Lopatka: Grüne haben keine Glaubwürdigkeit beim Thema Sicherheit

Orange-grüne Prokop-Anschütt-Koalition treibt weiter ihr Unwesen

Wien, 16. August 2006 (ÖVP-PK) "Die orange-grüne Prokop-Anschütt-Koalition treibt weiter ihr Unwesen. Gerade die Grünen sollten sich aber beim Thema Sicherheit genau überlegen, bevor sie andere anschütten. Eine Partei, deren Chef, wie zuletzt Alexander Van der Bellen nach der Vorstandsklausur, kein einziges Wort zum Thema Sicherheit über die Lippen kommt und die sich mit dem Gedanken einer Abschaffung der lebenslangen Haft trägt, hat jede Glaubwürdigkeit in diesem Bereich verspielt", sagte ÖVP-Generalsekretär Dr. Reinhold Lopatka zu jüngsten Aussagen des grünen Sicherheitssprechers Peter Pilz. Offensichtlich hätten die Grünen nun selbst bemerkt, dass sie "ein riesiges Sicherheits-Manko haben und versuchen nun, durch ungerechtfertige Angriffe auf die Innenministerin davon abzulenken". ****

"Fakt ist", so Lopatka weiter, "dass die Kriminalität in Österreich dank der guten Arbeit der Exekutive, die durch die Zusammenlegung von Polizei und Gendarmerie eine wichtige Effizienzsteigerung erfahren hat, sinkt". Fakt sei außerdem, dass heute um mehr als 750 Beamte mehr im Außendienst tätig sind, als unter dem roten Innenminister Schlögl.
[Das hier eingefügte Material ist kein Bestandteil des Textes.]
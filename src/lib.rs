pub mod app;
pub mod config;
pub mod dates;
pub mod dom;
pub mod errors;
pub mod handlers;
pub mod listing;
pub mod models;
pub mod normalize;
pub mod pages;
pub mod shell;
pub mod state;
pub mod storage;

pub use app::router;
pub use config::SiteConfig;
pub use state::AppState;
pub use storage::DataSource;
Auf Grund ihres ausgeprägten blinden Fleckens im Bereich der Sicherheit seien die Grünen aber offensichtlich nicht in der Lage, diese Fakten wahrzunehmen. "Ein Sicherheitsrisiko, Herr Pilz, ist eine Partei, deren sicherheitspolitisches Konzept aus Schlechtreden der Polizei und
der Forderung nach der Abschaffung der lebenslangen Haft besteht", so Lopatka abschließend.